If you want to help erase that non-person status, acknowledge immigrants as individuals with a life, a history, opinions – something other than the product of a godforsaken country whose chief export is helpless creatures. Along with introducing yourself, simple yes-no questions work wonders, considering that people can understand far more than they can express.
Lastly, please don’t be offended if you don’t get a thank you. Immigrants aren’t Disney princesses – being stuck in a humiliating, even terrifying situation that requires a stranger to intervene on your behalf isn’t an occasion for rejoicing.
I didn’t thank the young woman who gave me a jacket in a Viennese shelter because I couldn’t comprehend that someone would hand out free clothing with no strings attached. I didn’t thank the hotel owner who helped persuade the Austrian police to release my mother and sister who were detained for peddling trinkets because I was terrified beyond words. I didn’t thank every sponsor who welcomed us to America because after six months of drifting through the world as a refugee, I was sick of being a charity case.

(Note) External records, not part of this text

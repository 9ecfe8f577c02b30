use std::collections::VecDeque;
use std::thread;
use std::time::Duration;

use anyhow::{bail, Context, Result};
use crossterm::event::{self, Event, KeyCode, KeyEvent, KeyEventKind, KeyModifiers};

#[derive(Debug, Clone, PartialEq, Eq)]
pub enum UiEvent {
    Key(KeyEvent),
    Resize(u16, u16),
}

impl UiEvent {
    pub fn key(code: KeyCode) -> Self {
        UiEvent::Key(KeyEvent::new(code, KeyModifiers::NONE))
    }

    pub fn ctrl(ch: char) -> Self {
        UiEvent::Key(KeyEvent::new(KeyCode::Char(ch), KeyModifiers::CONTROL))
    }
}

/// Non-blocking input. `Ok(None)` means nothing arrived within `timeout`.
pub trait EventSource {
    fn poll_event(&mut self, timeout: Duration) -> Result<Option<UiEvent>>;
}

/// Reads the real terminal. Polls without blocking and sleeps the tick when
/// idle so the loop never stalls inside a read.
#[derive(Debug, Default)]
pub struct CrosstermEvents;

impl EventSource for CrosstermEvents {
    fn poll_event(&mut self, timeout: Duration) -> Result<Option<UiEvent>> {
        if !event::poll(Duration::ZERO).context("polling for terminal events")? {
            thread::sleep(timeout);
            return Ok(None);
        }
        match event::read().context("reading terminal event")? {
            Event::Key(key) if key.kind == KeyEventKind::Press => Ok(Some(UiEvent::Key(key))),
            Event::Resize(cols, rows) => Ok(Some(UiEvent::Resize(cols, rows))),
            _ => Ok(None),
        }
    }
}

/// Replays a fixed script; `None` entries stand for idle polls. Running out
/// is an error so a stuck flow fails instead of hanging.
#[derive(Debug, Default)]
pub struct ScriptedEvents {
    queue: VecDeque<Option<UiEvent>>,
}

impl ScriptedEvents {
    pub fn new(events: impl IntoIterator<Item = UiEvent>) -> Self {
        Self {
            queue: events.into_iter().map(Some).collect(),
        }
    }

    pub fn push(&mut self, event: UiEvent) {
        self.queue.push_back(Some(event));
    }

    pub fn push_idle(&mut self) {
        self.queue.push_back(None);
    }

    /// Queues one key press per character.
    pub fn type_text(&mut self, text: &str) {
        for ch in text.chars() {
            let code = match ch {
                '\n' => KeyCode::Enter,
                ch => KeyCode::Char(ch),
            };
            self.push(UiEvent::key(code));
        }
    }

    pub fn remaining(&self) -> usize {
        self.queue.len()
    }
}

impl EventSource for ScriptedEvents {
    fn poll_event(&mut self, _timeout: Duration) -> Result<Option<UiEvent>> {
        match self.queue.pop_front() {
            Some(event) => Ok(event),
            None => bail!("scripted input exhausted"),
        }
    }
}

#[cfg(test)]
mod tests {
    use super::*;

    #[test]
    fn scripted_events_replay_in_order_then_fail() {
        let mut events = ScriptedEvents::new([UiEvent::key(KeyCode::Down)]);
        events.push_idle();
        events.type_text("a\n");
        assert_eq!(events.remaining(), 4);
        assert_eq!(
            events.poll_event(Duration::ZERO).expect("event"),
            Some(UiEvent::key(KeyCode::Down))
        );
        assert_eq!(events.poll_event(Duration::ZERO).expect("idle"), None);
        assert_eq!(
            events.poll_event(Duration::ZERO).expect("event"),
            Some(UiEvent::key(KeyCode::Char('a')))
        );
        assert_eq!(
            events.poll_event(Duration::ZERO).expect("event"),
            Some(UiEvent::key(KeyCode::Enter))
        );
        assert!(events.poll_event(Duration::ZERO).is_err());
    }
}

I didn’t thank them, but I didn’t forget them. Twenty-six years have gone by, and the honks and angry stares, threats and ridicule have faded like an old scar. But I can still see the people who helped us, vividly, brightly. I can see their faces from the brief interactions that enabled me and my family to materialize out the ghostly existence of statelessness and feel human. You don’t forget the good ones.
Lev Golinkin is the author of the memoir “A Backpack, a Bear, and Eight Crates of Vodka.” He wrote this for the Los Angeles Times.